### Task item
Return each line of the data that follows exactly as it reads.

[Stored data entries]
----------

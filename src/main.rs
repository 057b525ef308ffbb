// SPDX-License-Identifier: AGPL-3.0-or-later
//
// Copyright (C) 2026 Relational Network

use std::{net::SocketAddr, process::ExitCode, sync::Arc, time::Duration};

use alloy::signers::local::PrivateKeySigner;
use axum_server::tls_rustls::RustlsConfig;
use tokio_util::sync::CancellationToken;
use tracing::{error, info, warn};

use telepay_gateway::{
    api::router,
    blockchain::{
        signing::{wallet_from_signer, KeyError},
        ChainClient, ChainError, ChainRegistry, BASE_SEPOLIA, ETHEREUM_SEPOLIA, SUPPORTED_NETWORKS,
    },
    ccip::{AttestationSigner, ResolutionEngine},
    config::{init_tracing, AppConfig, ConfigError, RelayConfig},
    identity::{HttpIdentityStore, IdentityStore, IdentityStoreError, InMemoryIdentityStore},
    relay::{
        attestation::AttestationError, executor::default_legs, AttestationPoller,
        DepositRelayEngine, IrisAttestationClient, RelayExecutor, TransferRelay,
    },
    state::AppState,
};

/// Grace period for in-flight requests after a shutdown signal.
const SHUTDOWN_GRACE: Duration = Duration::from_secs(10);

#[derive(Debug, thiserror::Error)]
enum StartupError {
    #[error(transparent)]
    Config(#[from] ConfigError),
    #[error(transparent)]
    Key(#[from] KeyError),
    #[error(transparent)]
    Identity(#[from] IdentityStoreError),
    #[error(transparent)]
    Chain(#[from] ChainError),
    #[error(transparent)]
    Attestation(#[from] AttestationError),
    #[error("invalid bind address: {0}")]
    BindAddress(#[from] std::net::AddrParseError),
    #[error("server error: {0}")]
    Io(#[from] std::io::Error),
}

#[tokio::main]
async fn main() -> ExitCode {
    let config = match AppConfig::from_env() {
        Ok(config) => config,
        Err(e) => {
            eprintln!("Configuration error: {e}");
            return ExitCode::FAILURE;
        }
    };
    init_tracing(config.log_format);

    match run(config).await {
        Ok(()) => ExitCode::SUCCESS,
        Err(e) => {
            error!(error = %e, "Gateway failed");
            ExitCode::FAILURE
        }
    }
}

async fn run(config: AppConfig) -> Result<(), StartupError> {
    // Install the ring crypto provider for rustls (must be done before any TLS operations)
    if rustls::crypto::ring::default_provider()
        .install_default()
        .is_err()
    {
        warn!("rustls crypto provider was already installed");
    }

    let shutdown = CancellationToken::new();
    let state = build_state(&config, shutdown.clone())?;
    let app = router(state);

    let addr: SocketAddr = format!("{}:{}", config.host, config.port).parse()?;

    tokio::spawn({
        let shutdown = shutdown.clone();
        async move {
            if tokio::signal::ctrl_c().await.is_ok() {
                info!("Shutdown signal received");
            }
            shutdown.cancel();
        }
    });

    match &config.tls {
        Some(tls) => {
            let tls_config = RustlsConfig::from_pem_file(&tls.cert, &tls.key).await?;
            let handle = axum_server::Handle::new();
            tokio::spawn({
                let handle = handle.clone();
                let shutdown = shutdown.clone();
                async move {
                    shutdown.cancelled().await;
                    handle.graceful_shutdown(Some(SHUTDOWN_GRACE));
                }
            });

            info!(%addr, "Telepay gateway listening on https (docs at /docs)");
            axum_server::bind_rustls(addr, tls_config)
                .handle(handle)
                .serve(app.into_make_service())
                .await?;
        }
        None => {
            let listener = tokio::net::TcpListener::bind(addr).await?;
            info!(%addr, "Telepay gateway listening on http (docs at /docs)");
            axum::serve(listener, app)
                .with_graceful_shutdown(shutdown.cancelled_owned())
                .await?;
        }
    }

    info!("Telepay gateway stopped");
    Ok(())
}

fn build_state(config: &AppConfig, shutdown: CancellationToken) -> Result<AppState, StartupError> {
    let signer = config.service_key.load()?;
    info!(address = %signer.address(), "Loaded service key");

    let identities: Arc<dyn IdentityStore> =
        match (&config.identity_api_url, &config.identity_seed_path) {
            (Some(url), _) => Arc::new(HttpIdentityStore::new(url.clone())?),
            (None, Some(path)) => Arc::new(InMemoryIdentityStore::from_seed_file(path)?),
            (None, None) => Arc::new(InMemoryIdentityStore::new()),
        };
    info!(backend = identities.backend(), "Identity store ready");

    let mut resolver =
        ResolutionEngine::new(identities, Arc::new(AttestationSigner::new(signer.clone())));
    match &config.allowed_senders {
        Some(senders) => {
            info!(count = senders.len(), "CCIP sender allow-list enabled");
            resolver = resolver.with_allowed_senders(senders.clone());
        }
        None => info!("CCIP sender allow-list disabled, any resolver contract is accepted"),
    }

    let mut state = AppState::new(resolver);
    if config.relay.is_none() && config.telepay_contract.is_none() {
        warn!("No relay contracts configured, deposit and transfer relays disabled");
        return Ok(state);
    }

    let chains = Arc::new(build_chains(config, signer)?);
    match &config.relay {
        Some(relay) => state = state.with_relay(build_relay(relay, chains.clone(), shutdown)?),
        None => warn!("Message transmitter addresses not set, deposit relay disabled"),
    }
    match config.telepay_contract {
        Some(contract) => {
            info!(%contract, "Transfer relay enabled");
            state = state.with_transfer(TransferRelay::new(chains));
        }
        None => warn!("Telepay contract address not set, transfer relay disabled"),
    }
    Ok(state)
}

/// One client per supported network, all signing with the service wallet.
fn build_chains(config: &AppConfig, signer: PrivateKeySigner) -> Result<ChainRegistry, StartupError> {
    let wallet = wallet_from_signer(signer);

    let mut chains = ChainRegistry::new();
    for network in SUPPORTED_NETWORKS {
        let rpc_url = config.rpc_url(network.key).unwrap_or(network.default_rpc_url);
        let mut client =
            ChainClient::new(network, rpc_url, wallet.clone(), config.confirmation_timeout)?;
        if let Some(relay) = &config.relay {
            if network == ETHEREUM_SEPOLIA {
                client = client.with_message_transmitter(relay.eth_message_transmitter);
            } else if network == BASE_SEPOLIA {
                client = client.with_message_transmitter(relay.base_message_transmitter);
            }
        }
        if network == BASE_SEPOLIA {
            if let Some(contract) = config.telepay_contract {
                client = client.with_telepay_contract(contract);
            }
        }
        chains.insert(client);
    }
    Ok(chains)
}

fn build_relay(
    relay: &RelayConfig,
    chains: Arc<ChainRegistry>,
    shutdown: CancellationToken,
) -> Result<DepositRelayEngine, StartupError> {
    let attestations = IrisAttestationClient::new(relay.attestation_api_url.clone())?;
    let poller = AttestationPoller::new(Arc::new(attestations), shutdown)
        .with_limits(relay.poll_interval, relay.max_attempts);

    info!(
        attestation_api = %relay.attestation_api_url,
        max_attempts = relay.max_attempts,
        "Deposit relay enabled"
    );

    Ok(DepositRelayEngine::new(
        chains.clone(),
        poller,
        RelayExecutor::new(chains, default_legs()),
    ))
}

----------

### Written response
filename src/main.rs
repository 057b525ef308ffbb
// SPDX-License-Identifier: AGPL-3.0-or-later
//
// Copyright (C) 2026 Relational Network

use std::{net::SocketAddr, process::ExitCode, sync::Arc, time::Duration};

use alloy::signers::local::PrivateKeySigner;
use axum_server::tls_rustls::RustlsConfig;
use tokio_util::sync::CancellationToken;
use tracing::{error, info, warn};

use telepay_gateway::{
    api::router,
    blockchain::{
        signing::{wallet_from_signer, KeyError},
        ChainClient, ChainError, ChainRegistry, BASE_SEPOLIA, ETHEREUM_SEPOLIA, SUPPORTED_NETWORKS,
    },
    ccip::{AttestationSigner, ResolutionEngine},
    config::{init_tracing, AppConfig, ConfigError, RelayConfig},
    identity::{HttpIdentityStore, IdentityStore, IdentityStoreError, InMemoryIdentityStore},
    relay::{
        attestation::AttestationError, executor::default_legs, AttestationPoller,
        DepositRelayEngine, IrisAttestationClient, RelayExecutor, TransferRelay,
    },
    state::AppState,
};

/// Grace period for in-flight requests after a shutdown signal.
const SHUTDOWN_GRACE: Duration = Duration::from_secs(10);

#[derive(Debug, thiserror::Error)]
enum StartupError {
    #[error(transparent)]
    Config(#[from] ConfigError),
    #[error(transparent)]
    Key(#[from] KeyError),
    #[error(transparent)]
    Identity(#[from] IdentityStoreError),
    #[error(transparent)]
    Chain(#[from] ChainError),
    #[error(transparent)]
    Attestation(#[from] AttestationError),
    #[error("invalid bind address: {0}")]
    BindAddress(#[from] std::net::AddrParseError),
    #[error("server error: {0}")]
    Io(#[from] std::io::Error),
}

#[tokio::main]
async fn main() -> ExitCode {
    let config = match AppConfig::from_env() {
        Ok(config) => config,
        Err(e) => {
            eprintln!("Configuration error: {e}");
            return ExitCode::FAILURE;
        }
    };
    init_tracing(config.log_format);

    match run(config).await {
        Ok(()) => ExitCode::SUCCESS,
        Err(e) => {
            error!(error = %e, "Gateway failed");
            ExitCode::FAILURE
        }
    }
}

async fn run(config: AppConfig) -> Result<(), StartupError> {
    // Install the ring crypto provider for rustls (must be done before any TLS operations)
    if rustls::crypto::ring::default_provider()
        .install_default()
        .is_err()
    {
        warn!("rustls crypto provider was already installed");
    }

    let shutdown = CancellationToken::new();
    let state = build_state(&config, shutdown.clone())?;
    let app = router(state);

    let addr: SocketAddr = format!("{}:{}", config.host, config.port).parse()?;

    tokio::spawn({
        let shutdown = shutdown.clone();
        async move {
            if tokio::signal::ctrl_c().await.is_ok() {
                info!("Shutdown signal received");
            }
            shutdown.cancel();
        }
    });

    match &config.tls {
        Some(tls) => {
            let tls_config = RustlsConfig::from_pem_file(&tls.cert, &tls.key).await?;
            let handle = axum_server::Handle::new();
            tokio::spawn({
                let handle = handle.clone();
                let shutdown = shutdown.clone();
                async move {
                    shutdown.cancelled().await;
                    handle.graceful_shutdown(Some(SHUTDOWN_GRACE));
                }
            });

            info!(%addr, "Telepay gateway listening on https (docs at /docs)");
            axum_server::bind_rustls(addr, tls_config)
                .handle(handle)
                .serve(app.into_make_service())
                .await?;
        }
        None => {
            let listener = tokio::net::TcpListener::bind(addr).await?;
            info!(%addr, "Telepay gateway listening on http (docs at /docs)");
            axum::serve(listener, app)
                .with_graceful_shutdown(shutdown.cancelled_owned())
                .await?;
        }
    }

    info!("Telepay gateway stopped");
    Ok(())
}

fn build_state(config: &AppConfig, shutdown: CancellationToken) -> Result<AppState, StartupError> {
    let signer = config.service_key.load()?;
    info!(address = %signer.address(), "Loaded service key");

    let identities: Arc<dyn IdentityStore> =
        match (&config.identity_api_url, &config.identity_seed_path) {
            (Some(url), _) => Arc::new(HttpIdentityStore::new(url.clone())?),
            (None, Some(path)) => Arc::new(InMemoryIdentityStore::from_seed_file(path)?),
            (None, None) => Arc::new(InMemoryIdentityStore::new()),
        };
    info!(backend = identities.backend(), "Identity store ready");

    let mut resolver =
        ResolutionEngine::new(identities, Arc::new(AttestationSigner::new(signer.clone())));
    match &config.allowed_senders {
        Some(senders) => {
            info!(count = senders.len(), "CCIP sender allow-list enabled");
            resolver = resolver.with_allowed_senders(senders.clone());
        }
        None => info!("CCIP sender allow-list disabled, any resolver contract is accepted"),
    }

    let mut state = AppState::new(resolver);
    if config.relay.is_none() && config.telepay_contract.is_none() {
        warn!("No relay contracts configured, deposit and transfer relays disabled");
        return Ok(state);
    }

    let chains = Arc::new(build_chains(config, signer)?);
    match &config.relay {
        Some(relay) => state = state.with_relay(build_relay(relay, chains.clone(), shutdown)?),
        None => warn!("Message transmitter addresses not set, deposit relay disabled"),
    }
    match config.telepay_contract {
        Some(contract) => {
            info!(%contract, "Transfer relay enabled");
            state = state.with_transfer(TransferRelay::new(chains));
        }
        None => warn!("Telepay contract address not set, transfer relay disabled"),
    }
    Ok(state)
}

/// One client per supported network, all signing with the service wallet.
fn build_chains(config: &AppConfig, signer: PrivateKeySigner) -> Result<ChainRegistry, StartupError> {
    let wallet = wallet_from_signer(signer);

    let mut chains = ChainRegistry::new();
    for network in SUPPORTED_NETWORKS {
        let rpc_url = config.rpc_url(network.key).unwrap_or(network.default_rpc_url);
        let mut client =
            ChainClient::new(network, rpc_url, wallet.clone(), config.confirmation_timeout)?;
        if let Some(relay) = &config.relay {
            if network == ETHEREUM_SEPOLIA {
                client = client.with_message_transmitter(relay.eth_message_transmitter);
            } else if network == BASE_SEPOLIA {
                client = client.with_message_transmitter(relay.base_message_transmitter);
            }
        }
        if network == BASE_SEPOLIA {
            if let Some(contract) = config.telepay_contract {
                client = client.with_telepay_contract(contract);
            }
        }
        chains.insert(client);
    }
    Ok(chains)
}

fn build_relay(
    relay: &RelayConfig,
    chains: Arc<ChainRegistry>,
    shutdown: CancellationToken,
) -> Result<DepositRelayEngine, StartupError> {
    let attestations = IrisAttestationClient::new(relay.attestation_api_url.clone())?;
    let poller = AttestationPoller::new(Arc::new(attestations), shutdown)
        .with_limits(relay.poll_interval, relay.max_attempts);

    info!(
        attestation_api = %relay.attestation_api_url,
        max_attempts = relay.max_attempts,
        "Deposit relay enabled"
    );

    Ok(DepositRelayEngine::new(
        chains.clone(),
        poller,
        RelayExecutor::new(chains, default_legs()),
    ))
}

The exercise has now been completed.